### WHAT TO DO
Start at the first line of the listing below. Write out each line exactly, stopping after the one that contains "pub mod zones;".

### TASK INPUT
----
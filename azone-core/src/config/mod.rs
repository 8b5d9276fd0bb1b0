//! Configuration for the availability-zone subsystem
//!
//! Structured configuration with defaults, TOML file loading, environment
//! variable overrides (`AZONE_*`) and validation.

use serde::{Deserialize, Serialize};
use std::path::{Path, PathBuf};
use std::str::FromStr;

use crate::error::{AzoneError, AzoneResult};

pub mod defaults;
pub mod network;
pub mod zones;

pub use defaults::*;
pub use network::NetworkConfig;
pub use zones::{SubnetStrategy, ZonesConfig};

/// Root configuration structure
#[derive(Debug, Clone, Serialize, Deserialize)]
#[serde(default)]
pub struct AzoneConfig {
    /// Directory all durable state lives under
    pub data_dir: PathBuf,

    pub zones: ZonesConfig,

    pub network: NetworkConfig,
}

impl Default for AzoneConfig {
    fn default() -> Self {
        Self {
            data_dir: PathBuf::from(DEFAULT_DATA_DIR),
            zones: ZonesConfig::default(),
            network: NetworkConfig::default(),
        }
    }
}

impl AzoneConfig {
    pub fn new() -> Self {
        Self::default()
    }

    /// Defaults overridden by environment variables.
    pub fn from_env() -> AzoneResult<Self> {
        let mut config = Self::default();
        config.apply_env()?;
        config.validate()?;
        Ok(config)
    }

    /// A TOML file overridden by environment variables.
    pub fn from_file<P: AsRef<Path>>(path: P) -> AzoneResult<Self> {
        let path = path.as_ref();
        let content = std::fs::read_to_string(path)
            .map_err(|e| AzoneError::io("read configuration", path, e))?;
        let mut config: AzoneConfig =
            toml::from_str(&content).map_err(|e| AzoneError::Configuration {
                message: format!("Failed to parse {:?}: {}", path, e),
            })?;
        config.apply_env()?;
        config.validate()?;
        Ok(config)
    }

    /// [`from_file`](Self::from_file) when a path is given, otherwise
    /// [`from_env`](Self::from_env).
    pub fn load(path: Option<&Path>) -> AzoneResult<Self> {
        match path {
            Some(path) => Self::from_file(path),
            None => Self::from_env(),
        }
    }

    fn apply_env(&mut self) -> AzoneResult<()> {
        if let Ok(dir) = std::env::var("AZONE_DATA_DIR") {
            self.data_dir = PathBuf::from(dir);
        }
        self.zones.apply_env()?;
        self.network.apply_env()?;
        Ok(())
    }

    pub fn validate(&self) -> AzoneResult<()> {
        if self.data_dir.as_os_str().is_empty() {
            return Err(AzoneError::Configuration {
                message: "data_dir cannot be empty".to_string(),
            });
        }

        self.zones.validate()?;
        self.network.validate()?;
        Ok(())
    }

    /// Configuration rooted at `data_dir` with host probing disabled.
    pub fn test(data_dir: impl Into<PathBuf>) -> Self {
        let mut config = Self::default();
        config.data_dir = data_dir.into();
        config.network.probe_host_network = false;
        config
    }
}

/// Builder for AzoneConfig
pub struct AzoneConfigBuilder {
    config: AzoneConfig,
}

impl AzoneConfigBuilder {
    pub fn new() -> Self {
        Self {
            config: AzoneConfig::default(),
        }
    }

    pub fn data_dir(mut self, dir: impl Into<PathBuf>) -> Self {
        self.config.data_dir = dir.into();
        self
    }

    pub fn zone_names<I, S>(mut self, names: I) -> Self
    where
        I: IntoIterator<Item = S>,
        S: Into<String>,
    {
        self.config.zones.zone_names = names.into_iter().map(Into::into).collect();
        self
    }

    pub fn zones(mut self, zones: ZonesConfig) -> Self {
        self.config.zones = zones;
        self
    }

    pub fn network(mut self, network: NetworkConfig) -> Self {
        self.config.network = network;
        self
    }

    pub fn build(self) -> AzoneResult<AzoneConfig> {
        self.config.validate()?;
        Ok(self.config)
    }
}

impl Default for AzoneConfigBuilder {
    fn default() -> Self {
        Self::new()
    }
}

/// Parse an environment variable if it is set.
pub(crate) fn env_value<T: FromStr>(key: &str) -> AzoneResult<Option<T>> {
    match std::env::var(key) {
        Ok(value) => value
            .trim()
            .parse()
            .map(Some)
            .map_err(|_| AzoneError::Configuration {
                message: format!("Invalid {}: '{}'", key, value),
            }),
        Err(_) => Ok(None),
    }
}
----
### TASK RESULT
filename azone-core/src/config/mod.rs
repository 8b5d9276fd0bb1b0
//! Configuration for the availability-zone subsystem
//!
//! Structured configuration with defaults, TOML file loading, environment
//! variable overrides (`AZONE_*`) and validation.

use serde::{Deserialize, Serialize};
use std::path::{Path, PathBuf};
use std::str::FromStr;

use crate::error::{AzoneError, AzoneResult};

pub mod defaults;
pub mod network;
pub mod zones;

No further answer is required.